Si bien los nuevos requisitos de cumplimiento buscan disuadir a los adversarios de atacar a los contratistas de defensa, podrían hacerlos más atractivos para los ciberdelincuentes.
“Al igual que ciberdelincuentes como el grupo de ransomware Black Cat/ALPHV presentaron informes a la SEC cuando las víctimas no denunciaron los ciberataques, los denunciantes ciberdelincuentes tienen una forma más de amenazar a las organizaciones que, aunque creían cumplir con los requisitos, tergiversaron su situación actual por negligencia y accidente”, sostuvo Karen Walsh, directora ejecutiva de Allegro Solutions, una empresa de consultoría de ciberseguridad en West Hartford, Connecticut.
“Con la incorporación de la Ley de Reclamaciones Falsas y los estatutos relacionados a esta versión de los requisitos de CMMC, vemos una vez más una carga sobre los contratistas más pequeños”, declaró.
“CMMC siempre ha impuesto y seguirá imponiendo la mayor carga a los contratistas pequeños y medianos”, afirmó.
Por ejemplo, recordó los inicios de CMMC en 2021, cuando los materiales de capacitación indicaban que los contratos se regirían por la Doctrina Cristiana, establecida en el caso G.L. Christian & Associates contra Estados Unidos. “Esta doctrina única en derecho contractual incorpora requisitos de cumplimiento en un contrato incluso cuando no están expresamente incluidos, responsabilizando al contratista de asumir el cumplimiento incluso si el Departamento de Defensa o el contratista anterior no los incluye”, explicó.
Insuficiencia de la Autocertificación.
Sin embargo, Brian Kirk, gerente sénior de seguridad de la información y ciberseguridad en Cherry Bekaert, una firma de contabilidad y consultoría con sede en Raleigh, Carolina del Norte, argumentó que la nueva norma CMMC es necesaria para fortalecer la postura de ciberseguridad de la Base Industrial de Defensa.
“Instancias anteriores, como exigir el cumplimiento de la norma NIST SP 800-171, dependían en gran medida de la autocertificación, lo cual resultó insuficiente”, declaró. La norma NIST SP 800-171 describe los requisitos de seguridad para proteger la Información Controlada No Clasificada (CUI) en sistemas y organizaciones no federales, especialmente en aquellos que trabajan con el gobierno de EE.UU.
“Muchos contratistas no implementaron los controles requeridos, lo que dejó vulnerable la Información Controlada No Clasificada (CUI) sensible”, explicó Kirk. “CMMC introduce evaluaciones de terceros y una rendición de cuentas estructurada para garantizar que los contratistas que manejan CUI cumplan con los estándares de ciberseguridad requeridos”.

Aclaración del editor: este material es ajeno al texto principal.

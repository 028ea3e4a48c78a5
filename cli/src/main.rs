//! mealdedup CLI - cafeteria dish-name deduplication tool
//!
//! Previews duplicate groups in a batch of menu names and applies the
//! resulting mapping to a JSON meal store.

use clap::{Parser, Subcommand};
use colored::*;
use indicatif::{ProgressBar, ProgressStyle};
use mealdedup::{
    apply_mapping, normalize, protein_tag, read_names, render_preview, ApplyMode, ApplyOutcome,
    ApplyReport, BatchStats, DedupOptions, DedupReport, Deduplicator, MemoryStore,
    PreviewOptions,
};
use std::fs;
use std::io::{self, BufRead, Write};
use std::path::{Path, PathBuf};
use tracing_subscriber::EnvFilter;

/// Environment variable holding the log filter.
const LOG_ENV: &str = "MEALDEDUP_LOG";

/// Duplicate detection for cafeteria menu dish names
#[derive(Parser)]
#[command(
    name = "mealdedup",
    version,
    about = "Find and merge duplicate dish names",
    long_about = "mealdedup - duplicate detection for scraped cafeteria menus.\n\n\
                  Input files hold one name per line or a JSON array of strings.\n\n\
                  Usage:\n  \
                  mealdedup preview <file>             Show duplicate groups\n  \
                  mealdedup explain <a> <b>            Explain one pair\n  \
                  mealdedup apply <store.json>         Dry-run deduplication of a store"
)]
struct Cli {
    #[command(subcommand)]
    command: Commands,

    /// Overall similarity threshold (0.0 - 1.0)
    #[arg(long, global = true)]
    threshold: Option<f64>,

    /// JSON file with deduplication options
    #[arg(long, global = true)]
    config: Option<PathBuf>,

    /// Disable parallel processing
    #[arg(long, global = true)]
    sequential: bool,

    /// Verbose logging (-v debug, -vv trace)
    #[arg(short, long, global = true, action = clap::ArgAction::Count)]
    verbose: u8,
}

#[derive(Subcommand)]
enum Commands {
    /// Show the duplicate groups of a batch
    Preview {
        /// Input file with names
        input: PathBuf,

        /// Number of groups to show
        #[arg(long, default_value = "30")]
        limit: usize,
    },

    /// Write the full report (groups and mapping) as JSON
    Groups {
        /// Input file with names
        input: PathBuf,

        /// Output file path (default: stdout)
        #[arg(short, long)]
        output: Option<PathBuf>,

        /// Output compact JSON (no indentation)
        #[arg(long)]
        compact: bool,
    },

    /// Explain whether two names are the same dish
    Explain {
        name1: String,
        name2: String,
    },

    /// Show the normalized forms of a name
    Normalize {
        name: String,
    },

    /// Show statistics about a batch
    Stats {
        /// Input file with names
        input: PathBuf,

        /// Number of top words to show
        #[arg(long, default_value = "20")]
        top: usize,

        /// Output JSON instead of a table
        #[arg(long)]
        json: bool,
    },

    /// Deduplicate the meals of a JSON meal store
    Apply {
        /// JSON meal store
        store: PathBuf,

        /// File with the names to deduplicate (default: every stored meal)
        #[arg(long)]
        names: Option<PathBuf>,

        /// Write the changes (default: dry run)
        #[arg(long)]
        commit: bool,

        /// Where to save the updated store (default: in place)
        #[arg(short, long)]
        output: Option<PathBuf>,

        /// Skip the confirmation prompt
        #[arg(short, long)]
        yes: bool,
    },

    /// Show version information
    Version,
}

fn main() {
    let cli = Cli::parse();
    init_logging(cli.verbose);

    if let Err(e) = run(cli) {
        eprintln!("{}: {}", "Error".red().bold(), e);
        std::process::exit(1);
    }
}

fn init_logging(verbose: u8) {
    let default = match verbose {
        0 => "warn",
        1 => "debug",
        _ => "trace",
    };
    let filter = EnvFilter::try_from_env(LOG_ENV).unwrap_or_else(|_| EnvFilter::new(default));

    tracing_subscriber::fmt()
        .with_env_filter(filter)
        .with_writer(io::stderr)
        .init();
}

fn run(cli: Cli) -> Result<(), Box<dyn std::error::Error>> {
    let options = build_options(cli.config.as_deref(), cli.threshold, cli.sequential)?;
    let deduplicator = Deduplicator::with_options(options);

    match cli.command {
        Commands::Preview { input, limit } => {
            let report = run_batch(&deduplicator, read_names(&input)?)?;
            let preview_options = PreviewOptions::new()
                .with_limit(limit)
                .with_seed_marker("→".yellow().to_string());
            print!("{}", render_preview(&report, &preview_options));
        }

        Commands::Groups {
            input,
            output,
            compact,
        } => {
            let report = run_batch(&deduplicator, read_names(&input)?)?;

            let json = if compact {
                serde_json::to_string(&report)?
            } else {
                serde_json::to_string_pretty(&report)?
            };

            write_output(output.as_ref(), &json)?;

            if let Some(path) = output {
                println!(
                    "{} {} groups written to {}",
                    "✓".green().bold(),
                    report.groups.len(),
                    path.display()
                );
            }
        }

        Commands::Explain { name1, name2 } => {
            let decision = deduplicator.explain(&name1, &name2);
            let verdict = if decision.is_duplicate() {
                "same dish".green().bold()
            } else {
                "different dishes".red().bold()
            };

            println!("{}: {}", "Verdict".bold(), verdict);
            match decision.rule {
                Some(rule) => println!("{}: {:?} ({})", "Rule".bold(), rule, rule),
                None => println!("{}: {}", "Rule".bold(), "no rule matched".dimmed()),
            }
            println!(
                "{}: {:.4}",
                "Similarity".bold(),
                mealdedup::similarity(
                    &normalize(&name1).comparison,
                    &normalize(&name2).comparison
                )
            );
        }

        Commands::Normalize { name } => {
            let form = normalize(&name);
            let codes: Vec<&str> = form.allergen_codes.iter().map(String::as_str).collect();

            println!("{}: {}", "Comparison".bold(), form.comparison);
            println!("{}: {}", "Clean".bold(), form.clean);
            println!("{}: {}", "Headline".bold(), mealdedup::dish_headline(&name));
            println!("{}: {}", "Protein".bold(), protein_tag(&name));
            println!("{}: {}", "Allergens".bold(), codes.join(", "));
        }

        Commands::Stats { input, top, json } => {
            let names = read_names(&input)?;
            let stats = BatchStats::collect_with_top(&names, top);

            if json {
                println!("{}", serde_json::to_string_pretty(&stats)?);
            } else {
                print_stats(&stats);
            }
        }

        Commands::Apply {
            store,
            names,
            commit,
            output,
            yes,
        } => {
            let mut meal_store = MemoryStore::load(&store)?;
            let batch = batch_for_store(&meal_store, names.as_deref())?;
            let report = run_batch(&deduplicator, batch)?;
            print!("{}", render_preview(&report, &PreviewOptions::default()));

            if !report.has_duplicates() {
                println!("\n{} No duplicates found.", "✓".green().bold());
                return Ok(());
            }

            let mode = if commit {
                ApplyMode::Commit
            } else {
                ApplyMode::DryRun
            };

            if mode == ApplyMode::Commit && !yes {
                print!("\nAre you sure you want to apply these changes? (yes/no): ");
                io::stdout().flush()?;
                if !confirm(io::stdin().lock())? {
                    println!("Aborted.");
                    return Ok(());
                }
            }

            let applied = apply_mapping(&mut meal_store, &report.mapping, mode)?;
            print_apply_report(&applied);

            if mode == ApplyMode::Commit {
                let target = output.as_deref().unwrap_or(&store);
                meal_store.save(target)?;
                println!(
                    "\n{} Deduplicated {} meals, store saved to {}",
                    "✓".green().bold(),
                    applied.updates_made(),
                    target.display()
                );
            } else {
                println!(
                    "\nWould deduplicate {} meals. {}",
                    applied.updates_made(),
                    "Re-run with --commit to apply.".dimmed()
                );
            }
        }

        Commands::Version => {
            print_version();
        }
    }

    Ok(())
}

/// Reads the options file, then applies command-line overrides.
fn build_options(
    config: Option<&Path>,
    threshold: Option<f64>,
    sequential: bool,
) -> Result<DedupOptions, Box<dyn std::error::Error>> {
    let mut options = match config {
        Some(path) => serde_json::from_str(&fs::read_to_string(path)?)?,
        None => DedupOptions::default(),
    };

    if let Some(threshold) = threshold {
        options = options.with_threshold(threshold);
    }
    if sequential {
        options = options.sequential();
    }

    options.validate()?;
    Ok(options)
}

fn run_batch(
    deduplicator: &Deduplicator,
    names: Vec<String>,
) -> Result<DedupReport, Box<dyn std::error::Error>> {
    let pb = create_spinner(&format!("Comparing {} names...", names.len()));

    let report = deduplicator.try_run(&names)?;

    pb.finish_and_clear();
    Ok(report)
}

/// Names to deduplicate for `apply`: the names file if given, else every stored meal.
fn batch_for_store(
    store: &MemoryStore,
    names: Option<&Path>,
) -> Result<Vec<String>, Box<dyn std::error::Error>> {
    match names {
        Some(path) => Ok(read_names(path)?),
        None => Ok(store.meal_names()),
    }
}

/// True if the answer line is "yes" (any case).
fn confirm<R: BufRead>(mut reader: R) -> io::Result<bool> {
    let mut answer = String::new();
    reader.read_line(&mut answer)?;
    Ok(answer.trim().eq_ignore_ascii_case("yes"))
}

fn print_apply_report(report: &ApplyReport) {
    let title = match report.mode {
        ApplyMode::DryRun => "DRY RUN - No changes will be made",
        ApplyMode::Commit => "APPLYING DEDUPLICATION",
    };
    println!("\n{}", title.cyan().bold());
    println!("{}", "─".repeat(40));

    for record in &report.records {
        let old = mealdedup::preview::truncate(&record.old, 60);
        let canonical = mealdedup::preview::truncate(&record.canonical, 60);
        match record.outcome {
            ApplyOutcome::Skipped => {
                println!("{} {} {}", "Skipped:".dimmed(), old, "(not stored)".dimmed())
            }
            ApplyOutcome::Renamed => println!("{} {} -> {}", "Renamed:".yellow(), old, canonical),
            ApplyOutcome::Merged => println!(
                "{} {} -> {} ({} references)",
                "Merged:".green(),
                old,
                canonical,
                record.references
            ),
        }
    }
}

fn print_stats(stats: &BatchStats) {
    println!("{}", "Batch Statistics".cyan().bold());
    println!("{}", "─".repeat(40));
    println!("{}: {}", "Names".bold(), stats.total);
    println!("{}: {}", "With allergen codes".bold(), stats.with_allergen_codes);
    println!(
        "{}: {} groups, {} names",
        "Exact collisions".bold(),
        stats.collision_groups,
        stats.collided_names
    );

    if let Some(length) = &stats.length {
        println!(
            "{}: min {}, max {}, mean {:.1}, median {}",
            "Length".bold(),
            length.min,
            length.max,
            length.mean,
            length.median
        );
    }

    println!("\n{}", "Proteins".cyan().bold());
    println!("{}", "─".repeat(40));
    for (tag, count) in &stats.proteins {
        println!("  {:20}: {:4}", tag.to_string(), count);
    }

    if !stats.non_meal_markers.is_empty() {
        println!("\n{}", "Non-meal entries".cyan().bold());
        println!("{}", "─".repeat(40));
        for marker in &stats.non_meal_markers {
            println!("  {:20}: {:4}", marker.word, marker.count);
        }
    }

    println!("\n{}", "Top words".cyan().bold());
    println!("{}", "─".repeat(40));
    for word in &stats.top_words {
        println!("  {:20}: {:4}", word.word, word.count);
    }
}

fn print_version() {
    println!("{} {}", "mealdedup".green().bold(), env!("CARGO_PKG_VERSION"));
    println!("Duplicate detection for cafeteria menu dish names");
}

fn create_spinner(message: &str) -> ProgressBar {
    let pb = ProgressBar::new_spinner();
    if let Ok(style) = ProgressStyle::default_spinner()
        .tick_strings(&["⠋", "⠙", "⠹", "⠸", "⠼", "⠴", "⠦", "⠧", "⠇", "⠏"])
        .template("{spinner:.blue} {msg}")
    {
        pb.set_style(style);
    }
    pb.set_message(message.to_string());
    pb.enable_steady_tick(std::time::Duration::from_millis(100));
    pb
}

fn write_output(path: Option<&PathBuf>, content: &str) -> Result<(), Box<dyn std::error::Error>> {
    match path {
        Some(p) => {
            fs::write(p, content)?;
        }
        None => {
            let stdout = io::stdout();
            let mut handle = stdout.lock();
            writeln!(handle, "{}", content)?;
        }
    }
    Ok(())
}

“Con la finalización de la norma CMMC por parte del Pentágono, el programa pasa oficialmente de ser una política a requisitos exigibles, lo que tiene importantes implicaciones para el canal”, añadió Andy Black, cofundador y director ejecutivo de Kovr.ai, una empresa especializada en la automatización del cumplimiento cibernético para entornos de nube e híbridos, en Reston, Virginia.
“Los revendedores, proveedores de servicios gestionados y otros socios que apoyan a los contratistas de defensa ahora deben garantizar que sus soluciones cumplan con los estándares CMMC, ya que los contratistas deben integrar estos requisitos en sus cadenas de suministro cada vez más”, declaró.
John Ackerly, director ejecutivo y cofundador de Virtru, proveedor de herramientas de cifrado y control de acceso, en Washington, D.C., explicó que la CMMC 2.0 se ha estado desarrollando durante años: se ha optimizado de cinco a tres niveles, se ha ajustado para reducir la carga de trabajo de las pequeñas empresas y se ha perfeccionado mediante innumerables periodos de consulta.
«Las organizaciones que sobresalgan serán aquellas que primero aseguraron su CUI con soluciones efectivas y de bajo costo, y luego las ampliaron a partir de ahí», declaró. «Cuando los contratos comiencen a incluir requisitos de CMMC, el ‘estamos trabajando en ello’ no será suficiente».